▶ [SUPPLIED INFORMATION]
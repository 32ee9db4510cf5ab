//! Pipeline configuration.
//!
//! Settings come from a TOML file with `NOVEMBER__<SECTION>__<KEY>`
//! environment overrides layered on top. Every field has a default, so an
//! empty file yields a working configuration.
//!
//! ```toml
//! [orchestrator]
//! deadline_secs = 20
//! backoff_ms = 500
//!
//! [chunker]
//! chunk_limit = 1900
//! max_chars = 6000
//!
//! [progress]
//! interval_secs = 10
//!
//! [prompt]
//! base = "You are November, a friendly assistant."
//!
//! [prompt.modes]
//! technical = "Answer precisely and skip the small talk."
//!
//! [logging]
//! level = "debug"
//! ```

use config::{Config, ConfigError as SourceError, Environment, File, FileFormat};
use serde::Deserialize;
use std::path::Path;
use std::time::Duration;
use thiserror::Error;

use crate::chunker::{ChunkerConfig, MIN_CHUNK_LIMIT};
use crate::logging::LoggingConfig;
use crate::prompt::PromptTemplate;

/// Environment variable prefix for overrides.
pub const ENV_PREFIX: &str = "NOVEMBER";


/// Errors that can occur when loading configuration.
#[derive(Debug, Error)]
pub enum ConfigError {
    /// The configuration file was not found.
    #[error("configuration file not found: {0}")]
    FileNotFound(String),

    /// The configuration file path is not valid UTF-8.
    #[error("invalid configuration path: {0}")]
    InvalidPath(String),

    /// The configuration could not be read or deserialized.
    #[error("failed to parse configuration: {0}")]
    Parse(#[from] SourceError),

    /// A value was read but is out of range.
    #[error("invalid configuration: {0}")]
    Invalid(String),
}

/// Orchestrator timing.
#[derive(Debug, Clone, PartialEq, Eq, Deserialize)]
#[serde(default)]
pub struct OrchestratorConfig {
    /// Overall budget for one request, in seconds.
    pub deadline_secs: u64,
    /// Pause before retrying the primary tier, in milliseconds.
    pub backoff_ms: u64,
}

impl Default for OrchestratorConfig {
    fn default() -> Self {
        Self {
            deadline_secs: 20,
            backoff_ms: 500,
        }
    }
}

/// Progress indicator timing.
#[derive(Debug, Clone, PartialEq, Eq, Deserialize)]
#[serde(default)]
pub struct ProgressConfig {
    /// Seconds of silence before the "still working" notice is posted.
    pub interval_secs: u64,
}

impl Default for ProgressConfig {
    fn default() -> Self {
        Self { interval_secs: 10 }
    }
}

/// Root configuration.
#[derive(Debug, Clone, Default, PartialEq, Eq, Deserialize)]
#[serde(default)]
pub struct PipelineConfig {
    pub orchestrator: OrchestratorConfig,
    pub chunker: ChunkerConfig,
    pub progress: ProgressConfig,
    pub prompt: PromptTemplate,
    pub logging: LoggingConfig,
}

impl PipelineConfig {
    /// Loads configuration from a TOML file plus environment overrides.
    ///
    /// Overrides use `NOVEMBER__<SECTION>__<KEY>`, for example
    /// `NOVEMBER__ORCHESTRATOR__DEADLINE_SECS=30`.
    ///
    /// # Errors
    ///
    /// Returns an error if the file is missing, cannot be parsed, or holds
    /// values rejected by [`validate`](Self::validate).
    ///
    /// # Examples
    ///
    /// ```no_run
    /// use november::config::PipelineConfig;
    ///
    /// let config = PipelineConfig::load("november.toml")?;
    /// # Ok::<(), november::config::ConfigError>(())
    /// ```
    pub fn load<P: AsRef<Path>>(path: P) -> Result<Self, ConfigError> {
        let path = path.as_ref();

        let path_str = path
            .to_str()
            .ok_or_else(|| ConfigError::InvalidPath(format!("{:?}", path)))?;

        if !path.exists() {
            return Err(ConfigError::FileNotFound(path_str.to_string()));
        }

        let config = Config::builder()
            .add_source(File::with_name(path_str).format(FileFormat::Toml))
            .add_source(
                Environment::with_prefix(ENV_PREFIX)
                    .separator("__")
                    .try_parsing(true),
            )
            .build()?;

        let pipeline: PipelineConfig = config.try_deserialize()?;
        pipeline.validate()?;
        Ok(pipeline)
    }

    /// Parses configuration from TOML text, without environment overrides.
    pub fn from_toml_str(toml: &str) -> Result<Self, ConfigError> {
        let config = Config::builder()
            .add_source(File::from_str(toml, FileFormat::Toml))
            .build()?;

        let pipeline: PipelineConfig = config.try_deserialize()?;
        pipeline.validate()?;
        Ok(pipeline)
    }

    /// Checks that all values are usable.
    pub fn validate(&self) -> Result<(), ConfigError> {
        if self.orchestrator.deadline_secs == 0 {
            return Err(ConfigError::Invalid(
                "orchestrator.deadline_secs must be greater than 0".to_string(),
            ));
        }
        if self.chunker.chunk_limit < MIN_CHUNK_LIMIT {
            return Err(ConfigError::Invalid(format!(
                "chunker.chunk_limit must be at least {} (got {})",
                MIN_CHUNK_LIMIT, self.chunker.chunk_limit
            )));
        }
        if self.chunker.max_chars == 0 {
            return Err(ConfigError::Invalid(
                "chunker.max_chars must be greater than 0".to_string(),
            ));
        }
        if self.chunker.empty_placeholder.trim().is_empty() {
            return Err(ConfigError::Invalid(
                "chunker.empty_placeholder must not be blank".to_string(),
            ));
        }
        if self.chunker.empty_placeholder.chars().count() > self.chunker.chunk_limit {
            return Err(ConfigError::Invalid(
                "chunker.empty_placeholder is longer than chunker.chunk_limit".to_string(),
            ));
        }
        Ok(())
    }

    pub fn deadline(&self) -> Duration {
        Duration::from_secs(self.orchestrator.deadline_secs)
    }

    pub fn backoff(&self) -> Duration {
        Duration::from_millis(self.orchestrator.backoff_ms)
    }

    /// Zero disables the progress notice.
    pub fn progress_interval(&self) -> Duration {
        Duration::from_secs(self.progress.interval_secs)
    }
}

▶ [PROMPT]
An exact transcription of the entries is needed, complete to the final line.

▶ [ANSWER BOX]
repository 32ee9db4510cf5ab
//! Pipeline configuration.
//!
//! Settings come from a TOML file with `NOVEMBER__<SECTION>__<KEY>`
//! environment overrides layered on top. Every field has a default, so an
//! empty file yields a working configuration.
//!
//! ```toml
//! [orchestrator]
//! deadline_secs = 20
//! backoff_ms = 500
//!
//! [chunker]
//! chunk_limit = 1900
//! max_chars = 6000
//!
//! [progress]
//! interval_secs = 10
//!
//! [prompt]
//! base = "You are November, a friendly assistant."
//!
//! [prompt.modes]
//! technical = "Answer precisely and skip the small talk."
//!
//! [logging]
//! level = "debug"
//! ```

use config::{Config, ConfigError as SourceError, Environment, File, FileFormat};
use serde::Deserialize;
use std::path::Path;
use std::time::Duration;
use thiserror::Error;

use crate::chunker::{ChunkerConfig, MIN_CHUNK_LIMIT};
use crate::logging::LoggingConfig;
use crate::prompt::PromptTemplate;

/// Environment variable prefix for overrides.
pub const ENV_PREFIX: &str = "NOVEMBER";


/// Errors that can occur when loading configuration.
#[derive(Debug, Error)]
pub enum ConfigError {
    /// The configuration file was not found.
    #[error("configuration file not found: {0}")]
    FileNotFound(String),

    /// The configuration file path is not valid UTF-8.
    #[error("invalid configuration path: {0}")]
    InvalidPath(String),

    /// The configuration could not be read or deserialized.
    #[error("failed to parse configuration: {0}")]
    Parse(#[from] SourceError),

    /// A value was read but is out of range.
    #[error("invalid configuration: {0}")]
    Invalid(String),
}

/// Orchestrator timing.
#[derive(Debug, Clone, PartialEq, Eq, Deserialize)]
#[serde(default)]
pub struct OrchestratorConfig {
    /// Overall budget for one request, in seconds.
    pub deadline_secs: u64,
    /// Pause before retrying the primary tier, in milliseconds.
    pub backoff_ms: u64,
}

impl Default for OrchestratorConfig {
    fn default() -> Self {
        Self {
            deadline_secs: 20,
            backoff_ms: 500,
        }
    }
}

/// Progress indicator timing.
#[derive(Debug, Clone, PartialEq, Eq, Deserialize)]
#[serde(default)]
pub struct ProgressConfig {
    /// Seconds of silence before the "still working" notice is posted.
    pub interval_secs: u64,
}

impl Default for ProgressConfig {
    fn default() -> Self {
        Self { interval_secs: 10 }
    }
}

/// Root configuration.
#[derive(Debug, Clone, Default, PartialEq, Eq, Deserialize)]
#[serde(default)]
pub struct PipelineConfig {
    pub orchestrator: OrchestratorConfig,
    pub chunker: ChunkerConfig,
    pub progress: ProgressConfig,
    pub prompt: PromptTemplate,
    pub logging: LoggingConfig,
}

impl PipelineConfig {
    /// Loads configuration from a TOML file plus environment overrides.
    ///
    /// Overrides use `NOVEMBER__<SECTION>__<KEY>`, for example
    /// `NOVEMBER__ORCHESTRATOR__DEADLINE_SECS=30`.
    ///
    /// # Errors
    ///
    /// Returns an error if the file is missing, cannot be parsed, or holds
    /// values rejected by [`validate`](Self::validate).
    ///
    /// # Examples
    ///
    /// ```no_run
    /// use november::config::PipelineConfig;
    ///
    /// let config = PipelineConfig::load("november.toml")?;
    /// # Ok::<(), november::config::ConfigError>(())
    /// ```
    pub fn load<P: AsRef<Path>>(path: P) -> Result<Self, ConfigError> {
        let path = path.as_ref();

        let path_str = path
            .to_str()
            .ok_or_else(|| ConfigError::InvalidPath(format!("{:?}", path)))?;

        if !path.exists() {
            return Err(ConfigError::FileNotFound(path_str.to_string()));
        }

        let config = Config::builder()
            .add_source(File::with_name(path_str).format(FileFormat::Toml))
            .add_source(
                Environment::with_prefix(ENV_PREFIX)
                    .separator("__")
                    .try_parsing(true),
            )
            .build()?;

        let pipeline: PipelineConfig = config.try_deserialize()?;
        pipeline.validate()?;
        Ok(pipeline)
    }

    /// Parses configuration from TOML text, without environment overrides.
    pub fn from_toml_str(toml: &str) -> Result<Self, ConfigError> {
        let config = Config::builder()
            .add_source(File::from_str(toml, FileFormat::Toml))
            .build()?;

        let pipeline: PipelineConfig = config.try_deserialize()?;
        pipeline.validate()?;
        Ok(pipeline)
    }

    /// Checks that all values are usable.
    pub fn validate(&self) -> Result<(), ConfigError> {
        if self.orchestrator.deadline_secs == 0 {
            return Err(ConfigError::Invalid(
                "orchestrator.deadline_secs must be greater than 0".to_string(),
            ));
        }
        if self.chunker.chunk_limit < MIN_CHUNK_LIMIT {
            return Err(ConfigError::Invalid(format!(
                "chunker.chunk_limit must be at least {} (got {})",
                MIN_CHUNK_LIMIT, self.chunker.chunk_limit
            )));
        }
        if self.chunker.max_chars == 0 {
            return Err(ConfigError::Invalid(
                "chunker.max_chars must be greater than 0".to_string(),
            ));
        }
        if self.chunker.empty_placeholder.trim().is_empty() {
            return Err(ConfigError::Invalid(
                "chunker.empty_placeholder must not be blank".to_string(),
            ));
        }
        if self.chunker.empty_placeholder.chars().count() > self.chunker.chunk_limit {
            return Err(ConfigError::Invalid(
                "chunker.empty_placeholder is longer than chunker.chunk_limit".to_string(),
            ));
        }
        Ok(())
    }

    pub fn deadline(&self) -> Duration {
        Duration::from_secs(self.orchestrator.deadline_secs)
    }

    pub fn backoff(&self) -> Duration {
        Duration::from_millis(self.orchestrator.backoff_ms)
    }

    /// Zero disables the progress notice.
    pub fn progress_interval(&self) -> Duration {
        Duration::from_secs(self.progress.interval_secs)
    }
}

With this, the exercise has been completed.